Start of Supplied entries

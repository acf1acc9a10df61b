//! Predicate helpers called by generated validation code.
//!
//! Each helper takes the value by reference and returns whether the rule
//! holds. Patterns were checked when the code was generated; they are
//! compiled once here and cached for the life of the process.

use std::collections::HashMap;
use std::fmt::Display;
use std::sync::{LazyLock, Mutex};

use regex::Regex;

static PATTERNS: LazyLock<Mutex<HashMap<String, Regex>>> =
    LazyLock::new(|| Mutex::new(HashMap::new()));

/// Values a numeric range can be checked against.
pub trait Numeric {
    /// The value as a float.
    fn as_f64(&self) -> f64;
}

impl Numeric for i64 {
    fn as_f64(&self) -> f64 {
        *self as f64
    }
}

impl Numeric for f64 {
    fn as_f64(&self) -> f64 {
        *self
    }
}

/// Values with a length: strings count characters, lists count elements.
pub trait Measured {
    /// Number of characters or elements.
    fn measure(&self) -> usize;
}

impl Measured for str {
    fn measure(&self) -> usize {
        self.chars().count()
    }
}

impl Measured for String {
    fn measure(&self) -> usize {
        self.as_str().measure()
    }
}

impl<T> Measured for Vec<T> {
    fn measure(&self) -> usize {
        self.len()
    }
}

/// Inclusive numeric bounds.
///
/// ```
/// use apiforge_runtime::rules::in_range;
///
/// assert!(in_range(&5i64, Some(1.0), Some(10.0)));
/// assert!(!in_range(&0.5f64, Some(1.0), None));
/// ```
pub fn in_range<N: Numeric + ?Sized>(value: &N, min: Option<f64>, max: Option<f64>) -> bool {
    let v = value.as_f64();
    min.is_none_or(|min| v >= min) && max.is_none_or(|max| v <= max)
}

/// Inclusive length bounds.
pub fn length<M: Measured + ?Sized>(value: &M, min: Option<usize>, max: Option<usize>) -> bool {
    let n = value.measure();
    min.is_none_or(|min| n >= min) && max.is_none_or(|max| n <= max)
}

/// At least one character or element.
pub fn non_empty<M: Measured + ?Sized>(value: &M) -> bool {
    value.measure() > 0
}

/// Regex match anywhere in `value` (anchor the pattern for full matches).
///
/// ```
/// use apiforge_runtime::rules::matches;
///
/// assert!(matches("ABC", "^[A-Z]+$"));
/// assert!(!matches("abc", "^[A-Z]+$"));
/// ```
pub fn matches(value: &str, pattern: &str) -> bool {
    let mut cache = PATTERNS.lock().unwrap_or_else(|poisoned| poisoned.into_inner());
    if let Some(regex) = cache.get(pattern) {
        return regex.is_match(value);
    }
    match Regex::new(pattern) {
        Ok(regex) => {
            let matched = regex.is_match(value);
            cache.insert(pattern.to_string(), regex);
            matched
        }
        Err(e) => {
            tracing::warn!(pattern, error = %e, "invalid validation pattern");
            false
        }
    }
}

/// Textual membership in `values`.
///
/// ```
/// use apiforge_runtime::rules::one_of;
///
/// assert!(one_of(&"sold".to_string(), &["available", "sold"]));
/// assert!(one_of(&2i64, &["1", "2"]));
/// ```
pub fn one_of<S: Display + ?Sized>(value: &S, values: &[&str]) -> bool {
    let text = value.to_string();
    values.iter().any(|v| *v == text)
}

End of Supplied entries

Work through the records above line by line and count those that hold the string "characters". Give only the result.

### Result of the exercise
2